### Instructions for the task
Nothing but the lines from the line with "to the user" through the end of the data is to be copied, and each is to be copied exactly.

[Stored data entries]
++++++

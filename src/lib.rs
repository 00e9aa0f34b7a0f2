//! Faultline - failure classification and user-facing messages
//!
//! Every failure an application raises is matched against an ordered rule
//! catalog. The first matching rule decides the message shown to the user
//! and whether the failure is worth forwarding to telemetry. The catalog
//! ends in a fallback rule, so classification never fails.

pub mod classify;
pub mod failure;
pub mod logging;
pub mod messages;
pub mod output;
pub mod report;
pub mod settings;

pub use classify::{CatalogError, Classification, Classifier, Matched, Rule, RuleCatalog};
pub use failure::{from_error, Failure, FailureKind};
pub use messages::{LocalContext, LookupError, MessageContext, MessageKey};
pub use report::{FailureHandler, FailureReport, Notice, Reporter, TracingReporter};
pub use settings::{Settings, SettingsError};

++++++

### Result for this exercise
//! catalog. The first matching rule decides the message shown to the user
//! and whether the failure is worth forwarding to telemetry. The catalog
//! ends in a fallback rule, so classification never fails.

pub mod classify;
pub mod failure;
pub mod logging;
pub mod messages;
pub mod output;
pub mod report;
pub mod settings;

pub use classify::{CatalogError, Classification, Classifier, Matched, Rule, RuleCatalog};
pub use failure::{from_error, Failure, FailureKind};
pub use messages::{LocalContext, LookupError, MessageContext, MessageKey};
pub use report::{FailureHandler, FailureReport, Notice, Reporter, TracingReporter};
pub use settings::{Settings, SettingsError};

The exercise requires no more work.